In recent meetings, the group has successively raised the rate, reaching the current level of 14.75%. Now, however, the tendency is for Copom to interrupt the upward cycle.
The Copom's work is scheduled to conclude next Wednesday the 18th, when the decision on the new level of the basic interest rate will be announced.
Part of the expectation regarding the interruption of the Selic rate hike is based on the document that summarized the last meeting, when Copom remained firm in the idea of trying to keep inflation at the center of the target. The committee conditioned any changes in the Selic rate on the economic environment, marked, according to the group, by “high uncertainty”.
Despite doubts about the global economy – with trade disputes and wars in the Middle East and Eastern Europe – domestic inflation has seen some relief. Recently, the Brazilian Institute of Geography and Statistics (IBGE) showed that official inflation slowed to 0.26% in May.

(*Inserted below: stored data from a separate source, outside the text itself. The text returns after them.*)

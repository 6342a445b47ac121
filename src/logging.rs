//! Log sink setup.
//!
//! The subscriber is installed as the default for the calling thread only and
//! removed again when the returned `LogSink` is shut down or dropped. Every
//! component logs through the `tracing` macros and picks it up from there.
//!
//! File output is size bounded: once the active file would exceed
//! `max_file_size` it is renamed to `<file>.1`, older copies shift up one
//! number, and at most `max_files` of them are kept.

use crate::config::LoggingConfig;
use std::fs::{self, File, OpenOptions};
use std::io::{self, Write};
use std::path::{Path, PathBuf};
use std::sync::Mutex;
use tracing::dispatcher::{self, DefaultGuard};
use tracing::{warn, Dispatch};
use tracing_subscriber::EnvFilter;

/// Where log lines end up.
#[derive(Debug, Clone, PartialEq, Eq)]
pub enum Destination {
    Stdout,
    File(PathBuf),
}

/// Installed log subscriber. Logging stops when this is dropped.
pub struct LogSink {
    guard: Option<DefaultGuard>,
    destination: Destination,
}

impl LogSink {
    pub fn destination(&self) -> &Destination {
        &self.destination
    }

    /// Uninstall the subscriber.
    pub fn shutdown(mut self) {
        self.guard.take();
    }
}

/// Build the subscriber described by `config` and install it for this thread.
///
/// `RUST_LOG` overrides the configured level. A log file that cannot be opened
/// falls back to stdout with a warning; it never fails startup.
pub fn init(config: &LoggingConfig) -> LogSink {
    let filter =
        EnvFilter::try_from_default_env().unwrap_or_else(|_| EnvFilter::new(&config.level));

    let mut open_failure = None;
    let (dispatch, destination) = match &config.file {
        Some(path) => match RotatingFile::open(path, config.max_file_size, config.max_files) {
            Ok(file) => {
                let subscriber = tracing_subscriber::fmt()
                    .with_env_filter(filter)
                    .with_target(false)
                    .with_ansi(false)
                    .with_writer(Mutex::new(file))
                    .finish();
                (Dispatch::new(subscriber), Destination::File(path.clone()))
            }
            Err(e) => {
                open_failure = Some((path.clone(), e));
                (stdout_dispatch(filter), Destination::Stdout)
            }
        },
        None => (stdout_dispatch(filter), Destination::Stdout),
    };

    let guard = dispatcher::set_default(&dispatch);
    if let Some((path, e)) = open_failure {
        warn!(path = %path.display(), error = %e, "Cannot open log file, logging to stdout");
    }

    LogSink {
        guard: Some(guard),
        destination,
    }
}

/// Append-only log file that rotates by size.
pub struct RotatingFile {
    path: PathBuf,
    max_bytes: u64,
    keep: usize,
    file: File,
    written: u64,
}

impl RotatingFile {
    pub fn open(path: &Path, max_bytes: u64, keep: usize) -> io::Result<Self> {
        let file = OpenOptions::new().create(true).append(true).open(path)?;
        let written = file.metadata()?.len();
        Ok(Self {
            path: path.to_path_buf(),
            max_bytes,
            keep,
            file,
            written,
        })
    }

    fn backup(&self, n: usize) -> PathBuf {
        let mut name = self.path.clone().into_os_string();
        name.push(format!(".{}", n));
        name.into()
    }

    fn rotate(&mut self) -> io::Result<()> {
        self.file.flush()?;
        if self.keep == 0 {
            self.file = OpenOptions::new()
                .write(true)
                .truncate(true)
                .open(&self.path)?;
        } else {
            for n in (1..self.keep).rev() {
                let from = self.backup(n);
                if from.exists() {
                    fs::rename(&from, self.backup(n + 1))?;
                }
            }
            fs::rename(&self.path, self.backup(1))?;
            self.file = OpenOptions::new()
                .create(true)
                .append(true)
                .open(&self.path)?;
        }
        self.written = 0;
        Ok(())
    }
}

impl Write for RotatingFile {
    fn write(&mut self, buf: &[u8]) -> io::Result<usize> {
        // A record larger than the limit still goes into a fresh file whole.
        if self.written > 0 && self.written + buf.len() as u64 > self.max_bytes {
            self.rotate()?;
        }
        let n = self.file.write(buf)?;
        self.written += n as u64;
        Ok(n)
    }

    fn flush(&mut self) -> io::Result<()> {
        self.file.flush()
    }
}

fn stdout_dispatch(filter: EnvFilter) -> Dispatch {
    let subscriber = tracing_subscriber::fmt()
        .with_env_filter(filter)
        .with_target(false)
        .finish();
    Dispatch::new(subscriber)
}
//! SIGINT / SIGTERM handling.
//!
//! The handler only sets a flag; the server loop polls it between ticks.

use std::io;
use std::sync::atomic::{AtomicBool, Ordering};

static STOP: AtomicBool = AtomicBool::new(false);

extern "C" fn on_signal(_: libc::c_int) {
    STOP.store(true, Ordering::SeqCst);
}

/// Install the stop handler for SIGINT and SIGTERM.
pub fn install() -> io::Result<()> {
    for signum in [libc::SIGINT, libc::SIGTERM] {
        let handler = on_signal as extern "C" fn(libc::c_int) as libc::sighandler_t;
        // SAFETY: the handler only performs an atomic store.
        let previous = unsafe { libc::signal(signum, handler) };
        if previous == libc::SIG_ERR {
            return Err(io::Error::last_os_error());
        }
    }
    Ok(())
}

/// Whether a stop signal has arrived since startup.
pub fn stop_requested() -> bool {
    STOP.load(Ordering::SeqCst)
}

#[cfg(test)]
mod tests {
    use super::*;

    #[test]
    fn test_sigterm_sets_flag() {
        install().unwrap();
        // SAFETY: the installed handler is async-signal-safe.
        let rc = unsafe { libc::raise(libc::SIGTERM) };
        assert_eq!(rc, 0);
        assert!(stop_requested());
    }
}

In the last twelve months, inflation is at 5.32%.
Divided marketGiven the lack of certainty about what will happen, the market is making somewhat divided bets.
According to the Focus Bulletin , the Selic rate should end the year at 14.75%, which means that Copom may even halt the hike, but an eventual drop in the basic interest rate is still far from materializing. Meanwhile, B3's probabilities panel shows that 56.3% of bets on Copom options indicate a Selic hike of 0.25 percentage points.